EXERCISE> In the records below, find the line holding "by kernel handle." and the line holding "let targets = state.detach_edges(id, 0);". Set down both, with every line between them, exactly.

DATA TO PROCESS>
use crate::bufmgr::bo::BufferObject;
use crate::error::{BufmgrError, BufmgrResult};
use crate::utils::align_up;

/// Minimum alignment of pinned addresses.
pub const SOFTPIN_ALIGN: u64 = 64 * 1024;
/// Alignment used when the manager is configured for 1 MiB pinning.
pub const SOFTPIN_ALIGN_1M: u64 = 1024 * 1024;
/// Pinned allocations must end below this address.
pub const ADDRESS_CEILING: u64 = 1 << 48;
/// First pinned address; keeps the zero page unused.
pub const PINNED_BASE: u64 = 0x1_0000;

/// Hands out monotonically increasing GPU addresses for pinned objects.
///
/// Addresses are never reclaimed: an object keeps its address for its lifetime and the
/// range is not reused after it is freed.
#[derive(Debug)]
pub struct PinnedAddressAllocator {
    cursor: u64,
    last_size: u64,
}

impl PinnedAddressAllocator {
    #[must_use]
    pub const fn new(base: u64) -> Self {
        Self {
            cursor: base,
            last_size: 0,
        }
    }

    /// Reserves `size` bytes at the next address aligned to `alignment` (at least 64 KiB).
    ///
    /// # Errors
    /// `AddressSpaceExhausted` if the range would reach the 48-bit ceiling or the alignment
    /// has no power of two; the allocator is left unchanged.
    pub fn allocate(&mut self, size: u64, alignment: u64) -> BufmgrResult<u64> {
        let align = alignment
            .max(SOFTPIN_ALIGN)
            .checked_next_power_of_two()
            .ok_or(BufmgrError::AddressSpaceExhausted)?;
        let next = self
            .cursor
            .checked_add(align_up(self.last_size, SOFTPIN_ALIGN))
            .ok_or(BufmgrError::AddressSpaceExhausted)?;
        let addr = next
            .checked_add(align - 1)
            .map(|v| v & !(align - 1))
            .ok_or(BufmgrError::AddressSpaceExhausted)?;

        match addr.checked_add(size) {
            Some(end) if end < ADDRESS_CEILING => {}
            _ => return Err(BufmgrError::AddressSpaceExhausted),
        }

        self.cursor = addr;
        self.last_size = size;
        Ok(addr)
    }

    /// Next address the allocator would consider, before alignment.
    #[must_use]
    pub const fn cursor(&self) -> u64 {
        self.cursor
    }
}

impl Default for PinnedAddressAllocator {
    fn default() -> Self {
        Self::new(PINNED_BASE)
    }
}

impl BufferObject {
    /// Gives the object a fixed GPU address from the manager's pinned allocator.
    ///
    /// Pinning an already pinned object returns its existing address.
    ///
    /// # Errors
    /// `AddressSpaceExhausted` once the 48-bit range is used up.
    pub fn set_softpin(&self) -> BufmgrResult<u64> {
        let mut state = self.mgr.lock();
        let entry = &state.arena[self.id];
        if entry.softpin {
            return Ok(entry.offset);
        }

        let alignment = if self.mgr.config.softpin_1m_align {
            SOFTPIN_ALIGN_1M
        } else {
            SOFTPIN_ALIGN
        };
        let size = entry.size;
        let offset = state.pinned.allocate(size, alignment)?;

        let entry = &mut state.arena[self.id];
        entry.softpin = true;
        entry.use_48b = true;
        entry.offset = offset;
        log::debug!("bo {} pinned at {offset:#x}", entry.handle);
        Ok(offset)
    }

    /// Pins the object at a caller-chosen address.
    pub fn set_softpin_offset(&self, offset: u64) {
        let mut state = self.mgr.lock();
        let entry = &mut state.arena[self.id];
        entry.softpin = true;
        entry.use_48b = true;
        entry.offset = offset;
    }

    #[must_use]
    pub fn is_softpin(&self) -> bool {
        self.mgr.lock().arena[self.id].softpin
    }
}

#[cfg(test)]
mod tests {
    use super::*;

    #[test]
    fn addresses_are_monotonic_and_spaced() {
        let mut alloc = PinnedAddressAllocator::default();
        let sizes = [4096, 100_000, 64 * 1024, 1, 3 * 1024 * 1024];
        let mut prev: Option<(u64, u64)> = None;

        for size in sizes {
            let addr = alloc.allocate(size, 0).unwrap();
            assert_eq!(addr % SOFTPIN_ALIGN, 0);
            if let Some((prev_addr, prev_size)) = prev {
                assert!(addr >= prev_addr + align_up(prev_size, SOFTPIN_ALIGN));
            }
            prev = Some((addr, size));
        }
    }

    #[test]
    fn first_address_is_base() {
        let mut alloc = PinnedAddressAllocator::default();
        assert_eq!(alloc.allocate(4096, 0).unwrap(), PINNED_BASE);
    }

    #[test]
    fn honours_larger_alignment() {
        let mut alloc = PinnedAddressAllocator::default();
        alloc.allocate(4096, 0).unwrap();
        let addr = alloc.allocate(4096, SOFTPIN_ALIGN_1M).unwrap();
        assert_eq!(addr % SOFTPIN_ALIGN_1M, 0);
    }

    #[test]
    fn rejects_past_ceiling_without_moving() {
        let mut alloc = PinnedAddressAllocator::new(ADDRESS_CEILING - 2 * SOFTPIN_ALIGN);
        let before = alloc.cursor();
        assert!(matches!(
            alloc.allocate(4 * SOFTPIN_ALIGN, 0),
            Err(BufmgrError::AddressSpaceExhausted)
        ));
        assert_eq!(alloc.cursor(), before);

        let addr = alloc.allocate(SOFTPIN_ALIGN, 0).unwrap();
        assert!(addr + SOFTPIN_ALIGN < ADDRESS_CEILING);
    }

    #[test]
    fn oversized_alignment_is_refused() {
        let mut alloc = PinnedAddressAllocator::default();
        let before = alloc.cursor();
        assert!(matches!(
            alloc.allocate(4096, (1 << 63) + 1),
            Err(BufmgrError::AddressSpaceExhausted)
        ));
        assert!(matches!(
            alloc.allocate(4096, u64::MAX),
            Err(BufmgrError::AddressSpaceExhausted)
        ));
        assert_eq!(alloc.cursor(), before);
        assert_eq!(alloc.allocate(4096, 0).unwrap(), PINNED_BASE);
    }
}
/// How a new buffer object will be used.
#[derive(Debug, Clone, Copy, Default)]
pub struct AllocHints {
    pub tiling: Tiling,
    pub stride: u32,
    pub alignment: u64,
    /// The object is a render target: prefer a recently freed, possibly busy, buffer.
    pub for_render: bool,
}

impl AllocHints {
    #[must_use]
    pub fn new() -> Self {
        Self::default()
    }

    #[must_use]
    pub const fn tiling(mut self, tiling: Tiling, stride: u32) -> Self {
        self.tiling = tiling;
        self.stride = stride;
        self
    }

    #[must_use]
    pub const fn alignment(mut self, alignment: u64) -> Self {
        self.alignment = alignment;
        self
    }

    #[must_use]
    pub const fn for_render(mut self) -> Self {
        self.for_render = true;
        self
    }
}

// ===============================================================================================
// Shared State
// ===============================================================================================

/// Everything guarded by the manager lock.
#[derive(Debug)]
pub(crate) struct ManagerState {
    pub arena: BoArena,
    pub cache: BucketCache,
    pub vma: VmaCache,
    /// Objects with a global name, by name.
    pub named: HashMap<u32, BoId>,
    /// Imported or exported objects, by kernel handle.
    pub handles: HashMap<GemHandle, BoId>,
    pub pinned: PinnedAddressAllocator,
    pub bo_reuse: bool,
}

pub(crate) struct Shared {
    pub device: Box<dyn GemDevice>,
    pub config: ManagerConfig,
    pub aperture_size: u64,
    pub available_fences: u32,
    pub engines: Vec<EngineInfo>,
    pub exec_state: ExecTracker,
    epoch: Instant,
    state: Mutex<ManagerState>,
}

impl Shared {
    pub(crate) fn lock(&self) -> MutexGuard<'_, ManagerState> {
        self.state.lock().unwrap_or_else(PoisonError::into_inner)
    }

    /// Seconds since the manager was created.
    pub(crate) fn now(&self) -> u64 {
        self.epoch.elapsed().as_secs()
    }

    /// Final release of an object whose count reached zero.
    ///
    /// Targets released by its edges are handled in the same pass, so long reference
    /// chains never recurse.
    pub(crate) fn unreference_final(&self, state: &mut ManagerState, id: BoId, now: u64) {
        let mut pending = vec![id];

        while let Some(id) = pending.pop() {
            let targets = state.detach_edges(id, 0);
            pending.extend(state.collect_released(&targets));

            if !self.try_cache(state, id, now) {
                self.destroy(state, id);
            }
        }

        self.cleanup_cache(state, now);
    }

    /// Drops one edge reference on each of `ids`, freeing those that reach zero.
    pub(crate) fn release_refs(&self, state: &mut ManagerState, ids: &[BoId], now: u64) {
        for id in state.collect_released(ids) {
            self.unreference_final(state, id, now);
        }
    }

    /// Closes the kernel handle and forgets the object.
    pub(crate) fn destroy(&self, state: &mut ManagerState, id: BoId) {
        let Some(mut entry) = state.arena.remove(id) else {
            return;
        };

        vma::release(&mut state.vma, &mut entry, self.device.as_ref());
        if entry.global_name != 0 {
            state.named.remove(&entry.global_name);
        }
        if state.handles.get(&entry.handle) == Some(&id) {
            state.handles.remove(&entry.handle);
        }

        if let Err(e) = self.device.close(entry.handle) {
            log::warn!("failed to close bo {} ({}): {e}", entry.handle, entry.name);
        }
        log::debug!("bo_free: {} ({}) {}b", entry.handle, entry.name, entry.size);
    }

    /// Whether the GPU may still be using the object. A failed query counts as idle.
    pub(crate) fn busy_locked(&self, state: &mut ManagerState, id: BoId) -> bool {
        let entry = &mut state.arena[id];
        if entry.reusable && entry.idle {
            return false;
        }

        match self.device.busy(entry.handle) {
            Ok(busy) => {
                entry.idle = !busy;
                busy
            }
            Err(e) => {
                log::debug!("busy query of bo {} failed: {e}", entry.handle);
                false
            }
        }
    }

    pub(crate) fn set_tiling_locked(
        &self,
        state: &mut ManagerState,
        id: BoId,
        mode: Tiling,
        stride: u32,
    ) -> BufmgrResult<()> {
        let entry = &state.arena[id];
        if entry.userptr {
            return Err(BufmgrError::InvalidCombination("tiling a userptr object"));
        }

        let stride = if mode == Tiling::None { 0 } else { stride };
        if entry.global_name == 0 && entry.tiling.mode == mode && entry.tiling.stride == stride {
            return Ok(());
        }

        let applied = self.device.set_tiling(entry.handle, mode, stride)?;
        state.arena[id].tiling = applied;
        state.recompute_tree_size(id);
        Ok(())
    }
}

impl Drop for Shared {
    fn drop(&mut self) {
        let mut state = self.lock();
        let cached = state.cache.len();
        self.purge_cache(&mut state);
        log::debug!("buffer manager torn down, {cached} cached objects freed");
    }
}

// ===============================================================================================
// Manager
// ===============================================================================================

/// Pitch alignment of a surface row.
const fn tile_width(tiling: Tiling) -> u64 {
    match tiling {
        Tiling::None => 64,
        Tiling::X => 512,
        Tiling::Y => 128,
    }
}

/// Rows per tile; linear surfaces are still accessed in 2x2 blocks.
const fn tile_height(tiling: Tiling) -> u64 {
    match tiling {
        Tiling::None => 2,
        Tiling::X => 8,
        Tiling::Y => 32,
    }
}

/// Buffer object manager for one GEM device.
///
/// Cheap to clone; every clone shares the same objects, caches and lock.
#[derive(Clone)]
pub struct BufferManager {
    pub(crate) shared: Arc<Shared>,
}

...

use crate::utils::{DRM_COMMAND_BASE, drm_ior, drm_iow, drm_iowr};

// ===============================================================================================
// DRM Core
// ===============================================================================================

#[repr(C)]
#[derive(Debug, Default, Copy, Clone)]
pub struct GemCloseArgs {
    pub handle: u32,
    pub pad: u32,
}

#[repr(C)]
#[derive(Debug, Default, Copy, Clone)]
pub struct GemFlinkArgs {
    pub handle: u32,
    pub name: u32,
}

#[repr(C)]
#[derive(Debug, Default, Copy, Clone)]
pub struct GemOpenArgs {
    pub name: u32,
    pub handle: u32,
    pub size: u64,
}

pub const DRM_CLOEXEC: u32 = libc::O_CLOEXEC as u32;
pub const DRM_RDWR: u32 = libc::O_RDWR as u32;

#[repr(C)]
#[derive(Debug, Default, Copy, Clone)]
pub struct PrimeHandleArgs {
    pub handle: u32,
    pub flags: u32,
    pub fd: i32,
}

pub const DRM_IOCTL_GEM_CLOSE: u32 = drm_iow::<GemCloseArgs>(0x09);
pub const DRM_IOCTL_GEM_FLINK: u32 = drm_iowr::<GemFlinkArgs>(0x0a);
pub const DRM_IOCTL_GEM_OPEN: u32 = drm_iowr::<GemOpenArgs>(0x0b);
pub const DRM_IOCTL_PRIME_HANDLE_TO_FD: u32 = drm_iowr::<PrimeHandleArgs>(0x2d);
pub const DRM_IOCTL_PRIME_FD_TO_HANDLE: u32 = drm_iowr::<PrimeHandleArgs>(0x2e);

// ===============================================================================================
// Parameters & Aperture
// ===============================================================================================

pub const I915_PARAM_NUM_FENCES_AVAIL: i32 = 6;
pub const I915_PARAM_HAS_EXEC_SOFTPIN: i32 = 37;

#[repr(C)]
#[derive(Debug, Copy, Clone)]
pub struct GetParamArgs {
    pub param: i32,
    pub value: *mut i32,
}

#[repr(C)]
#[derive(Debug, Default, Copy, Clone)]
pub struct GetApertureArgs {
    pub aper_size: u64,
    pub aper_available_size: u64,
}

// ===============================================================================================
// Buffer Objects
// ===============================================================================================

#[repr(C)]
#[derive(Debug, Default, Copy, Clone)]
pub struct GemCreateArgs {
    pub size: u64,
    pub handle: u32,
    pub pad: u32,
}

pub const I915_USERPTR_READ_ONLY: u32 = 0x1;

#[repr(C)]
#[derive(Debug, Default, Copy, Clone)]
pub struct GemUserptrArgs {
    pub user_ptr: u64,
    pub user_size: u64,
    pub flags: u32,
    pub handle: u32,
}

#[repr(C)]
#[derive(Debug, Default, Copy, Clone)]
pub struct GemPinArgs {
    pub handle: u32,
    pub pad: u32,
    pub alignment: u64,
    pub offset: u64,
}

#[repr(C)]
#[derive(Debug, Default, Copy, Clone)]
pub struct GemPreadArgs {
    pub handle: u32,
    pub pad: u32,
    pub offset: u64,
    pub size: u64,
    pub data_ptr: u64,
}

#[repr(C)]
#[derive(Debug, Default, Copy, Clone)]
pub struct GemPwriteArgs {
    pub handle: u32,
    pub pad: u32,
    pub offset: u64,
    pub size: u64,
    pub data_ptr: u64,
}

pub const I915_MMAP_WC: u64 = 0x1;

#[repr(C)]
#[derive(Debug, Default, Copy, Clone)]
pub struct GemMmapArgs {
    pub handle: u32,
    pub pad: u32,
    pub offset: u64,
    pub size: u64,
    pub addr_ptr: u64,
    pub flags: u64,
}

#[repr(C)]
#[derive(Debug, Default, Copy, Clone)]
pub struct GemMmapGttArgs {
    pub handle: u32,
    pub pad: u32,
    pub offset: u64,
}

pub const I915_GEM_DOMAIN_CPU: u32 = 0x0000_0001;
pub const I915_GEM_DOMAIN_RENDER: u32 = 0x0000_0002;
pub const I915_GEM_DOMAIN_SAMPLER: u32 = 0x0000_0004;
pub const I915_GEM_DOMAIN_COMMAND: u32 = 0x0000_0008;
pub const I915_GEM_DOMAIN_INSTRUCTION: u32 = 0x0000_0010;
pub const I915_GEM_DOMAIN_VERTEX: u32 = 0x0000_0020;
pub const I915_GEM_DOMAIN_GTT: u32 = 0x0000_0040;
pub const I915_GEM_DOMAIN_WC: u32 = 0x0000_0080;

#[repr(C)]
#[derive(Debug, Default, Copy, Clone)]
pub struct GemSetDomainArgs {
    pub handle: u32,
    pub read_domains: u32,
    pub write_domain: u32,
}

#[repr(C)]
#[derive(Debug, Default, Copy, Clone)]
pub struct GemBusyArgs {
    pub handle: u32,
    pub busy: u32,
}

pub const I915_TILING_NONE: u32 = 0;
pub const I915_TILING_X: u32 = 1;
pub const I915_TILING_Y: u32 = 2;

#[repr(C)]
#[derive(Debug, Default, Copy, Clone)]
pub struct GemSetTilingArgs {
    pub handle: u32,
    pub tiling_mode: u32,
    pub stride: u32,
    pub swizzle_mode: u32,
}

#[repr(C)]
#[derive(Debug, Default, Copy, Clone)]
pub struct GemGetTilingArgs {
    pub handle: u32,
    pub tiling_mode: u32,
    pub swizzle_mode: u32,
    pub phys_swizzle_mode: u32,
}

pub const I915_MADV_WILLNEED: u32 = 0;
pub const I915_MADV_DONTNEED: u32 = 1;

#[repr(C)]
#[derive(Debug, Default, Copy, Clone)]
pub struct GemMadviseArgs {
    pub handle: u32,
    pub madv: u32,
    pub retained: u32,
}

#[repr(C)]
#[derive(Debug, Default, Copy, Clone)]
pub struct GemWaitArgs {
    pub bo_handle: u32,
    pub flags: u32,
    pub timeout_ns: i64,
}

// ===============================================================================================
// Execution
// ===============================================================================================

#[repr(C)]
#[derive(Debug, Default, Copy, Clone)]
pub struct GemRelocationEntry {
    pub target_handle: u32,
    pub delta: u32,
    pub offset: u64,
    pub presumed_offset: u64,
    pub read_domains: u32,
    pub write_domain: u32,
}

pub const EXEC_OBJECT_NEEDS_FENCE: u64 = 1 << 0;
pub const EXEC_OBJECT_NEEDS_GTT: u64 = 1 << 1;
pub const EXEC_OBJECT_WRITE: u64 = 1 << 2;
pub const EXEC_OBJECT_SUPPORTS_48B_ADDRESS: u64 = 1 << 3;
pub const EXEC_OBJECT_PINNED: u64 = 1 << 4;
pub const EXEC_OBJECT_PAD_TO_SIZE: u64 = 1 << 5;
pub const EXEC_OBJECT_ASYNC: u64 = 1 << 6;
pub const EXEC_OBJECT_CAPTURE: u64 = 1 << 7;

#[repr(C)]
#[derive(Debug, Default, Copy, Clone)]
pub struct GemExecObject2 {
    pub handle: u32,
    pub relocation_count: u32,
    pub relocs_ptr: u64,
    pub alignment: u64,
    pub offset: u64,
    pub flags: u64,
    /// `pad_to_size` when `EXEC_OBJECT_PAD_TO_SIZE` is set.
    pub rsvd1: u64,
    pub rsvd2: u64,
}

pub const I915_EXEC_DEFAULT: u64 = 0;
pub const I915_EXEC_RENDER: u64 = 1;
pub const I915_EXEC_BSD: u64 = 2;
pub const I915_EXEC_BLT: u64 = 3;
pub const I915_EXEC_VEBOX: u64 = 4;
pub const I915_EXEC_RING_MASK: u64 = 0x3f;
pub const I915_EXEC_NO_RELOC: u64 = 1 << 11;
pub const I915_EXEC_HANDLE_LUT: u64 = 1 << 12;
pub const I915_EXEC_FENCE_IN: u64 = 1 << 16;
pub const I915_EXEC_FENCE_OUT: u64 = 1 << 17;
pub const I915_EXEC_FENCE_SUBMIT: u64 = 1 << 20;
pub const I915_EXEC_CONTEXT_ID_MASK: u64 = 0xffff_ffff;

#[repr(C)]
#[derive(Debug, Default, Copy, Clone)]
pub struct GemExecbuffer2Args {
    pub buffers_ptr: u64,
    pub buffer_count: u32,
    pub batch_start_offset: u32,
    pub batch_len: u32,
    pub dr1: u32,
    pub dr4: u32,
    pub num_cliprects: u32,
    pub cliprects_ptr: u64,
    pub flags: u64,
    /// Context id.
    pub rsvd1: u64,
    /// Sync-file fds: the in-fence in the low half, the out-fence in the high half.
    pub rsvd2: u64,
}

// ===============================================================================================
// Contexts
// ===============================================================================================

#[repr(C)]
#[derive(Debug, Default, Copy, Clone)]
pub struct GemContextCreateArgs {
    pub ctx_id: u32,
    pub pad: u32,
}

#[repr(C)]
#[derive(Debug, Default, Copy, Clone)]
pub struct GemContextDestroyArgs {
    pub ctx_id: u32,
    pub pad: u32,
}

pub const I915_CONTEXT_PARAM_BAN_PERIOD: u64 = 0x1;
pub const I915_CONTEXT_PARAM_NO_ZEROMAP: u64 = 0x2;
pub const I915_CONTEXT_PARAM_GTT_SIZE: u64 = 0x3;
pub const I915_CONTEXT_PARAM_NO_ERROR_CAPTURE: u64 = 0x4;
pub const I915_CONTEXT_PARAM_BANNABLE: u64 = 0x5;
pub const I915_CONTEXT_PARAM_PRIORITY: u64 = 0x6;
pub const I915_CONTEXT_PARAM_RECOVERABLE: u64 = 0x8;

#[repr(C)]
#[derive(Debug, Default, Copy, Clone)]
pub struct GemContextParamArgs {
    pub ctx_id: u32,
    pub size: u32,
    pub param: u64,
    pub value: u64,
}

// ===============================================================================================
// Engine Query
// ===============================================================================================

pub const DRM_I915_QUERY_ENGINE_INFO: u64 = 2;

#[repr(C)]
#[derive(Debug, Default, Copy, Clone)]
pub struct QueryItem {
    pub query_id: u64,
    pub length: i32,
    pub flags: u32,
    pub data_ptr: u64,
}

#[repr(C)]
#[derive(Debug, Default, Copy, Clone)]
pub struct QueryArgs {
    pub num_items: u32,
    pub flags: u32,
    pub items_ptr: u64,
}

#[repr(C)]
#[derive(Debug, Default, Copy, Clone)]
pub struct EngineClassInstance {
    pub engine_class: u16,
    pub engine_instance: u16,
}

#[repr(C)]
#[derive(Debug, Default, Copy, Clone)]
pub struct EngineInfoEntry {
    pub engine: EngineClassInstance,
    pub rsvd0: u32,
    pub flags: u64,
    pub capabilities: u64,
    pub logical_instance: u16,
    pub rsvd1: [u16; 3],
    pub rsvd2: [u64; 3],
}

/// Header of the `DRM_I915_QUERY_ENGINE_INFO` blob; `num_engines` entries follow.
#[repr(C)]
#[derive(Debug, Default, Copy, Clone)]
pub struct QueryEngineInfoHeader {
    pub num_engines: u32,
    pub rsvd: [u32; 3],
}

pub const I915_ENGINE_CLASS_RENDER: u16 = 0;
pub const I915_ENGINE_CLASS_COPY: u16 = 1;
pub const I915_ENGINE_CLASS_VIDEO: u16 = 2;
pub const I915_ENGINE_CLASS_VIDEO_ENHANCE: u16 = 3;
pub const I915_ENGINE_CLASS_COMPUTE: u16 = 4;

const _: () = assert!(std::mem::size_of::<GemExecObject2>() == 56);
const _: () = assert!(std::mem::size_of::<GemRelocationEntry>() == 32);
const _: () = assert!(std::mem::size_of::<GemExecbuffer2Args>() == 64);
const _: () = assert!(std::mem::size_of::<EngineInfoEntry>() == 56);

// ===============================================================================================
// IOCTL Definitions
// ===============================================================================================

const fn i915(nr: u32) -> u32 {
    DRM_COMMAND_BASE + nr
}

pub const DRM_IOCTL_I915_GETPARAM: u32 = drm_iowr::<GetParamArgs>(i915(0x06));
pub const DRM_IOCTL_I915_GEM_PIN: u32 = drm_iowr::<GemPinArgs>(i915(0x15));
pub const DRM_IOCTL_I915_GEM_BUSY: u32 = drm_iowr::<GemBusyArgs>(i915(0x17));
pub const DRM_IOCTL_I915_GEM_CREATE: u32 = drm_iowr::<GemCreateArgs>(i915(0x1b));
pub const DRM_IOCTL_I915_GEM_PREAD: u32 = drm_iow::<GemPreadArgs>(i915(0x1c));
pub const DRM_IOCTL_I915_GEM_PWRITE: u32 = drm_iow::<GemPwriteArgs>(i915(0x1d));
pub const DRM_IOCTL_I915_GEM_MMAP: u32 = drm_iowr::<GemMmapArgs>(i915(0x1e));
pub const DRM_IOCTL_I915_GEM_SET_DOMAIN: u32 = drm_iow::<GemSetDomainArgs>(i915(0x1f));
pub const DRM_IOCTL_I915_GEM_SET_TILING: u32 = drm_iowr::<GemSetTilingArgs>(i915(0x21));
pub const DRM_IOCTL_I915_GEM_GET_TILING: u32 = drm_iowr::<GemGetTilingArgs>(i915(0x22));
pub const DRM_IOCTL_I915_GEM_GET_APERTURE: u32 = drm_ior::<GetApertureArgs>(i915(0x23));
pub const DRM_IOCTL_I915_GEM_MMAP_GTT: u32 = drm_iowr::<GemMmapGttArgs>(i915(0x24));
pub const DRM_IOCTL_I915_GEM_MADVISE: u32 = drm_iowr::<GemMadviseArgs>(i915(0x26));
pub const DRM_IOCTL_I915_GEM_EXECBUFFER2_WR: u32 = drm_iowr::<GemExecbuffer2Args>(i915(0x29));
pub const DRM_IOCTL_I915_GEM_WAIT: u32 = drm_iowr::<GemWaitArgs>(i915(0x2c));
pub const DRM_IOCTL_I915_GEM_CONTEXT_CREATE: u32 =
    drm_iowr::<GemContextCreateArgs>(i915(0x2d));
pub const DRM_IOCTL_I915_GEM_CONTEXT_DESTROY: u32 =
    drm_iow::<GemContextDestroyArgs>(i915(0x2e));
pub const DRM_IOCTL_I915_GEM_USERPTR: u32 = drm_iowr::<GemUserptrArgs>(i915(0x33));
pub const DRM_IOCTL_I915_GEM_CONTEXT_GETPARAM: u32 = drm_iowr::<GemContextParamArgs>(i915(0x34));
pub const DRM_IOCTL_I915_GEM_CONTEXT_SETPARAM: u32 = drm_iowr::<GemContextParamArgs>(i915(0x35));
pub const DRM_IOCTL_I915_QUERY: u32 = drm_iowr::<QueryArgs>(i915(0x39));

EXPECTED ANSWER>
    /// Imported or exported objects, by kernel handle.
    pub handles: HashMap<GemHandle, BoId>,
    pub pinned: PinnedAddressAllocator,
    pub bo_reuse: bool,
}

pub(crate) struct Shared {
    pub device: Box<dyn GemDevice>,
    pub config: ManagerConfig,
    pub aperture_size: u64,
    pub available_fences: u32,
    pub engines: Vec<EngineInfo>,
    pub exec_state: ExecTracker,
    epoch: Instant,
    state: Mutex<ManagerState>,
}

impl Shared {
    pub(crate) fn lock(&self) -> MutexGuard<'_, ManagerState> {
        self.state.lock().unwrap_or_else(PoisonError::into_inner)
    }

    /// Seconds since the manager was created.
    pub(crate) fn now(&self) -> u64 {
        self.epoch.elapsed().as_secs()
    }

    /// Final release of an object whose count reached zero.
    ///
    /// Targets released by its edges are handled in the same pass, so long reference
    /// chains never recurse.
    pub(crate) fn unreference_final(&self, state: &mut ManagerState, id: BoId, now: u64) {
        let mut pending = vec![id];

        while let Some(id) = pending.pop() {
            let targets = state.detach_edges(id, 0);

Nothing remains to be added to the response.